Per chi ama (veramente) l’Europa.
Di Elena Basile ho imparato ad apprezzare e condividere le (eretiche) analisi che sa esprimere nell’ambito della politica internazionale; nelle discussioni ammiro la risolutezza con cui sa sedersi sulla seggiola più scomoda. È quindi più per una questione di istintiva stima personale verso l’ex Ambasciatrice d’Italia in Belgio che ho deciso di leggere il suo ultimo libro, dal quale tuttavia – chissà perché – non mi aspettavo troppo.
“Frammenti di Bruxelles” (Sandro Teti editore, 2024) si è invece rivelato una lettura sorprendente: una raccolta di dieci racconti capaci di restituire, per frammenti, il battito più autentico di una città e delle vite che la abitano.
La scrittura, piacevole e mai superficiale, ci accompagna tra i luoghi di una città cosmopolita: dalle atmosfere dei laghetti di Ixelles al quartiere europeo, dalle stradine attorno alla Grand Place all’Avenue Louise, fino a Molenbeek.
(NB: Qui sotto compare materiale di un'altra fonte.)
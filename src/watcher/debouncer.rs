//! Trailing-edge debouncing of native change events.
//!
//! Each thread has at most one pending timer. A new event aborts the pending
//! timer and schedules a fresh one, so a burst of events produces a single
//! notification `quiet_period` after the last event of the burst.

use std::path::{Path, PathBuf};
use std::sync::Arc;
use std::sync::atomic::{AtomicU64, Ordering};
use std::time::Duration;

use dashmap::DashMap;
use dashmap::mapref::entry::Entry;
use tokio::runtime::Handle;
use tokio::task::JoinHandle;
use tokio_util::sync::CancellationToken;

use crate::notifications::{ChangeSource, NotificationSink, WorkspaceChange};
use crate::workspace::ThreadId;

/// A scheduled notification for one thread.
#[derive(Debug)]
struct PendingTimer {
    /// Distinguishes this timer from any that replaced it.
    generation: u64,
    handle: JoinHandle<()>,
}

/// Per-thread trailing-edge debouncer.
pub struct Debouncer {
    /// thread -> the one outstanding timer
    pending: Arc<DashMap<ThreadId, PendingTimer>>,
    next_generation: AtomicU64,
    quiet_period: Duration,
    sink: Arc<dyn NotificationSink>,
    runtime: Handle,
}

impl Debouncer {
    pub fn new(quiet_period: Duration, sink: Arc<dyn NotificationSink>, runtime: Handle) -> Self {
        Self {
            pending: Arc::new(DashMap::new()),
            next_generation: AtomicU64::new(0),
            quiet_period,
            sink,
            runtime,
        }
    }

    /// Record a change for `thread_id`, restarting its quiet period.
    ///
    /// `watch` is the cancellation token of the thread's active watch. The
    /// check happens under the map entry lock, so once the watch is cancelled
    /// and [`Debouncer::cancel`] has run, no new timer can be scheduled.
    pub fn record(&self, thread_id: &ThreadId, workspace_path: &Path, watch: &CancellationToken) {
        let entry = self.pending.entry(thread_id.clone());
        if watch.is_cancelled() {
            return;
        }

        let generation = self.next_generation.fetch_add(1, Ordering::Relaxed);
        let handle = self.spawn_timer(
            generation,
            thread_id.clone(),
            workspace_path.to_path_buf(),
            watch.clone(),
        );
        let timer = PendingTimer { generation, handle };

        match entry {
            Entry::Occupied(mut occupied) => {
                occupied.get().handle.abort();
                occupied.insert(timer);
            }
            Entry::Vacant(vacant) => {
                vacant.insert(timer);
            }
        }
    }

    fn spawn_timer(
        &self,
        generation: u64,
        thread_id: ThreadId,
        workspace_path: PathBuf,
        watch: CancellationToken,
    ) -> JoinHandle<()> {
        let pending = Arc::clone(&self.pending);
        let sink = Arc::clone(&self.sink);
        let quiet_period = self.quiet_period;

        self.runtime.spawn(async move {
            tokio::time::sleep(quiet_period).await;

            // A replaced or cancelled timer no longer owns the entry
            let owned = pending
                .remove_if(&thread_id, |_, timer| timer.generation == generation)
                .is_some();
            if !owned || watch.is_cancelled() {
                return;
            }

            crate::debug_event!("debounce", "fired", "thread {thread_id}");
            sink.notify(WorkspaceChange {
                thread_id,
                workspace_path,
                source: ChangeSource::Native,
            });
        })
    }

    /// Drop the pending timer for `thread_id`, if any.
    pub fn cancel(&self, thread_id: &str) {
        if let Some((_, timer)) = self.pending.remove(thread_id) {
            timer.handle.abort();
            crate::debug_event!("debounce", "cancelled", "thread {thread_id}");
        }
    }

    /// Drop every pending timer.
    pub fn cancel_all(&self) {
        self.pending.retain(|_, timer| {
            timer.handle.abort();
            false
        });
    }

    pub fn is_pending(&self, thread_id: &str) -> bool {
        self.pending.contains_key(thread_id)
    }

    pub fn pending_count(&self) -> usize {
        self.pending.len()
    }
}
//! Logging setup for the watcher and CLI.
//!
//! Log lines go to stderr with a compact timestamp so stdout stays free for
//! the JSON notification stream of `workspace-watch watch`.
//!
//! # Configuration
//!
//! ```toml
//! [logging]
//! default = "warn"
//!
//! [logging.modules]
//! workspace_watch = "debug"
//! ```
//!
//! `RUST_LOG` takes precedence over config:
//! ```bash
//! RUST_LOG=workspace_watch=debug workspace-watch watch abc=./project
//! ```

use std::sync::Once;
use tracing_subscriber::fmt::time::FormatTime;
use tracing_subscriber::layer::SubscriberExt;
use tracing_subscriber::util::SubscriberInitExt;
use tracing_subscriber::{EnvFilter, Layer};

use crate::config::LoggingConfig;

static INIT: Once = Once::new();

/// HH:MM:SS.mmm
struct CompactTime;

impl FormatTime for CompactTime {
    fn format_time(&self, w: &mut tracing_subscriber::fmt::format::Writer<'_>) -> std::fmt::Result {
        write!(w, "{}", chrono::Local::now().format("%H:%M:%S%.3f"))
    }
}

/// Build the filter directive string from config.
fn filter_directives(config: &LoggingConfig) -> String {
    let mut directives = config.default.clone();
    for (module, level) in &config.modules {
        directives.push_str(&format!(",{module}={level}"));
    }
    directives
}

/// Initialize logging with configuration.
///
/// Only the first call installs a subscriber; later calls are ignored.
pub fn init_with_config(config: &LoggingConfig) {
    INIT.call_once(|| {
        let filter = if std::env::var("RUST_LOG").is_ok() {
            EnvFilter::from_default_env()
        } else {
            EnvFilter::new(filter_directives(config))
        };

        let fmt_layer = tracing_subscriber::fmt::layer()
            .with_writer(std::io::stderr)
            .with_target(true)
            .with_timer(CompactTime)
            .with_level(true)
            .with_filter(filter);

        tracing_subscriber::registry().with(fmt_layer).init();
    });
}

/// Initialize logging with `LoggingConfig::default()` (warnings and errors).
pub fn init() {
    init_with_config(&LoggingConfig::default());
}

/// Log an event with component context.
///
/// # Examples
/// ```ignore
/// log_event!("watcher", "started", "{} for thread {thread_id}", path.display());
/// log_event!("watcher", "stopped all");
/// ```
#[macro_export]
macro_rules! log_event {
    ($component:expr, $event:expr) => {
        tracing::info!("[{}] {}", $component, $event)
    };
    ($component:expr, $event:expr, $($arg:tt)*) => {
        tracing::info!("[{}] {}: {}", $component, $event, format!($($arg)*))
    };
}

/// Debug-level variant of [`log_event!`].
///
/// # Examples
/// ```ignore
/// debug_event!("broadcast", "sent", "{change:?}");
/// ```
#[macro_export]
macro_rules! debug_event {
    ($component:expr, $event:expr) => {
        tracing::debug!("[{}] {}", $component, $event)
    };
    ($component:expr, $event:expr, $($arg:tt)*) => {
        tracing::debug!("[{}] {}: {}", $component, $event, format!($($arg)*))
    };
}
//! List command - enumerate a workspace once.

use std::path::Path;

use anyhow::{Context, Result};

use crate::config::Settings;
use crate::watcher::EventFilter;
use crate::workspace::list_entries;

pub fn run(path: &Path, json: bool, settings: &Settings) -> Result<()> {
    let filter = EventFilter::from_config(&settings.watch);
    let entries = list_entries(path, &filter)
        .with_context(|| format!("Cannot list {}", path.display()))?;

    if json {
        println!("{}", serde_json::to_string_pretty(&entries)?);
        return Ok(());
    }

    for entry in &entries {
        if entry.is_dir {
            println!("{}/", entry.path.display());
        } else {
            println!("{}", entry.path.display());
        }
    }
    eprintln!("{} entries", entries.len());
    Ok(())
}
Emergono microcosmi diversi: una decadente aristocrazia che talvolta, quasi grottescamente, cerca di accreditarsi presso una burocrazia politica e culturale ingabbiata da lobby e massonerie, e che ha smarrito le vie ideali un tempo tracciate dal liberalismo e dal socialismo europeo. Microcosmi animati da giovani stagisti che nel “le plat pays qui est le mien” (Brel) vivono, si perdono e irragionevolmente s’innamorano. Di donne, soprattutto donne: borghesi o reiette, disconnesse o avviluppate al reale al punto da morirne nell’anima o finanche nel corpo per eccessivo desiderio di libertà. O che magari spariscono, come Klara, in un puff che non vogliamo vedere. Microcosmi che diventano approdi per chi, come Said, Aesmer e Nabil, ha bisogno di un nuovo mondo nel quale portare il msemen, la babaganoush e il baklava di nonna Aiza.
E poco importa se a volte da questa città sembra avere più senso andarsene: Antonio (il Dottore) si era illuso che alcuni potessero fare la differenza. “…C’è poco da fare invece. I giochi sono già fatti. Troppi gli interessi, le speculazioni. L’intera politica utilizza ‘sti poveri cristi per far paura alla gente e incassare voti”. Così se ne torna a Lampedusa, dove “non c’è traccia della strada, ci siam persi, che facciamo?” (Puškin). Eppure, è dal sogno europeo, da Bruxelles, che occorrerà comunque ripartire.